Thus, the only case that doesn’t involve a derivative is the one where the first affiliate unilaterally borrows $1 billion of cash from the second affiliate. This includes a case where the first affiliate posts securities as collateral for the borrowing, but only if the second affiliate continues to hold the securities in unliquidated form on behalf of first affiliate. As soon as the second affiliate sells the securities, the transaction converts into a securities loan, for the reasons set out above. (Moreover, even the case where the first affiliate unilaterally borrows cash from the second affiliate does not give rise to base erosion if the first affiliate invests the borrowing proceeds in income-producing assets. And of course, that is doubly the case where the first affiliate effectively lends the borrowing proceeds back to the second affiliate in a different transaction.)

Affiliates Providing Services to Each Other

And the same issue arises in connection with the provision of services. As I’ve noted above, there is no base erosion happening when worldwide affiliates provide services to each other in the ordinary course of their businesses. If the pricing is arm’s length, there is no base erosion regardless. But even if it isn’t, there can’t be base erosion unless there is a net deduction in respect of an excess of services received over services rendered.

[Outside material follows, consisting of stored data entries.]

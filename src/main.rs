use std::net::TcpListener;

use env_logger::Env;
use estaterank::{configuration::get_configuration, services::GeminiClient, startup::run};

#[tokio::main]
async fn main() -> std::io::Result<()> {
    env_logger::Builder::from_env(Env::default().default_filter_or("info")).init();

    let configuration = get_configuration().expect("Failed to read configuration.");

    if configuration.gemini.api_key.is_empty() {
        log::warn!("No Gemini API key configured, searches will fail to authenticate");
    }

    let address = format!(
        "{}:{}",
        configuration.application.host, configuration.application.port
    );
    let listener = TcpListener::bind(address)?;
    let gemini_client = GeminiClient::new(configuration.gemini).map_err(std::io::Error::other)?;

    log::info!("Listening on {}", listener.local_addr()?);

    run(listener, gemini_client)?.await
}
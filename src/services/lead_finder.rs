use crate::domain::{
    lead::{parse_leads_from_text, LeadField, LEAD_DELIMITER},
    search::{QueryError, SearchParams, SearchResult},
};

use super::{classify, GeminiClient, GenerateContentResponse};

pub fn build_prompt(params: &SearchParams) -> String {
    let template_line = |field: LeadField| {
        let placeholder = match field {
            LeadField::Name => "[Business Name]",
            LeadField::Url => r#"[Website URL or "None"]"#,
            LeadField::Rating => r#"[Google Maps Rating/Review Count or "N/A"]"#,
            LeadField::Issue => "[One sentence explaining the SEO weakness]",
            LeadField::Action => r#"[One specific service to pitch, e.g., "Website Redesign", "Local SEO", "Reputation Management"]"#,
            LeadField::Description => {
                "[A brief 1-2 sentence overview of the business status found via search]"
            }
        };
        format!("{}: {}", field.key(), placeholder)
    };
    let template: Vec<String> = LeadField::ALL.iter().map(|f| template_line(*f)).collect();

    format!(
        r#"Find 5-7 real estate businesses (agents, agencies, property managers) in "{location}" related to "{niche}" that might need SEO services.
Use Google Maps to verify they exist and Google Search to analyze their digital presence.

Look for businesses that:
1. Have low ratings or few reviews on Maps.
2. Do not have a website listed, or have a website that appears outdated or hard to find.
3. Are not ranking at the top of search results for their main keywords.

Strictly format your response as a list of text blocks.
Do NOT use JSON markdown.
Use exactly this format for each lead found:

{delimiter}
{template}

If you cannot find specific details, write "N/A"."#,
        location = params.location,
        niche = params.niche,
        delimiter = LEAD_DELIMITER,
        template = template.join("\n"),
    )
}

pub async fn find_leads(
    gemini_client: &GeminiClient,
    params: &SearchParams,
) -> Result<SearchResult, QueryError> {
    log::info!(
        "Searching leads for niche {:?} in {:?}",
        params.niche,
        params.location
    );

    let prompt = build_prompt(params);
    let response = gemini_client
        .generate_content(&prompt)
        .await
        .map_err(|e| {
            log::error!("Gemini API Error: {:?}", e);
            classify(&e)
        })?;

    let result = search_result_from_response(&response);
    log::info!(
        "Parsed {} leads and {} sources from model response",
        result.leads.len(),
        result.sources.len()
    );

    Ok(result)
}

pub fn search_result_from_response(response: &GenerateContentResponse) -> SearchResult {
    let raw_text = response.text();
    let leads = parse_leads_from_text(&raw_text);

    SearchResult {
        leads,
        raw_text,
        sources: response.web_sources(),
    }
}

#[cfg(test)]
mod tests {
    use super::{build_prompt, search_result_from_response};
    use crate::{
        domain::search::{SearchParams, SearchResult},
        services::GenerateContentResponse,
    };

    #[test]
    fn empty_reply_is_an_empty_result() {
        let response: GenerateContentResponse =
            serde_json::from_value(serde_json::json!({"candidates": []})).unwrap();

        assert_eq!(
            search_result_from_response(&response),
            SearchResult {
                leads: vec![],
                raw_text: String::new(),
                sources: vec![],
            }
        );
    }

    #[test]
    fn reply_is_parsed_and_kept_raw() {
        let text = "Here you go.\n### LEAD\nName: Acme Realty\nURL: None\n";
        let response: GenerateContentResponse = serde_json::from_value(serde_json::json!({
            "candidates": [{
                "content": {"parts": [{"text": text}]},
                "groundingMetadata": {"groundingChunks": [
                    {"web": {"uri": "https://acme.example/", "title": "acme.example"}}
                ]}
            }]
        }))
        .unwrap();

        let result = search_result_from_response(&response);

        assert_eq!(result.raw_text, text);
        assert_eq!(result.leads.len(), 1);
        assert_eq!(result.leads[0].name, "Acme Realty");
        assert_eq!(result.leads[0].website(), None);
        assert_eq!(result.sources[0].url, "https://acme.example/");
    }

    #[test]
    fn prompt_embeds_params_verbatim() {
        let params = SearchParams {
            location: "Austin, TX".to_string(),
            niche: "luxury \"condos\"".to_string(),
        };
        let prompt = build_prompt(&params);

        assert!(prompt.contains(r#"in "Austin, TX""#));
        assert!(prompt.contains(r#"related to "luxury "condos"""#));
        assert!(prompt.contains("5-7"));
        assert!(prompt.contains("Google Maps"));
        assert!(prompt.contains("Google Search"));
        assert!(prompt.contains("Do NOT use JSON"));
    }

    #[test]
    fn prompt_template_keys_in_order() {
        let params = SearchParams {
            location: "Leeds".to_string(),
            niche: "lettings".to_string(),
        };
        let prompt = build_prompt(&params);

        let positions: Vec<usize> = [
            "### LEAD\n",
            "\nName: ",
            "\nURL: ",
            "\nRating: ",
            "\nIssue: ",
            "\nAction: ",
            "\nDescription: ",
        ]
        .iter()
        .map(|key| prompt.find(key).unwrap())
        .collect();

        let mut sorted = positions.clone();
        sorted.sort();
        assert_eq!(positions, sorted);
    }
}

Thus, suppose that U.S. Affiliate and Foreign Affiliate cooperate to provide advice to their respective customers regarding the business climate in both jurisdictions. U.S. Affiliate has customers in the United States, and Foreign Affiliate has customers outside the United States. Last year U.S. Affiliate received $10 billion from its U.S. customers and paid $5 billion in fees to Foreign Affiliate for its help in providing advice to those customers with respect to the non-U.S. business climate. Likewise, Foreign Affiliate received $10 billion from its non-U.S. customers and paid $5 billion of fees to U.S. Affiliate for its help in providing advice to those customers with respect to the U.S. business climate.

As we all know, the BEAT has no special netting rule. Thus, if the two affiliates use the same documentation this year, U.S. Affiliate will have to include $5 billion of base erosion tax benefits in both the numerator of its base erosion percentage and its modified taxable income. Treasury should not be troubled, however, if these affiliates respond by altering their documentation to eliminate the gross base erosion payments. For there is no base erosion going on, and the alteration will merely allow the affiliates to “prove” this fact to Congress and Treasury. If anything, Treasury should be troubled by the failure of the statute to provide the netting rule that would have eliminated the need to engage in such otherwise pointless restructuring.

Let us now review the options that these affiliates have for altering their documentation to avoid the imposition of BEAT, the better to determine whether any of them should be challenged by Treasury and the IRS. But in doing so, we should bear in mind that any alteration that results in de facto netting for purposes of applying the BEAT is, for the reasons set out above, a good one as a matter of policy.

Let’s start with the simplest idea: U.S. Affiliate and Foreign Affiliate will stop paying each other for their services. Parties in business, whether related or unrelated, scratch each other’s backs all the time. Thus, U.S. Affiliate and Foreign Affiliate will each simply report $10 billion of gross income and no offsetting deduction, thereby cutting out the additional $5 billion of related-party fee income offset by $5 billion of related-party fee deductions. The primary legal issue, of course, is whether the IRS can, and will, seek to “impute” $5 billion of fee income and $5 billion of offsetting fee deductions.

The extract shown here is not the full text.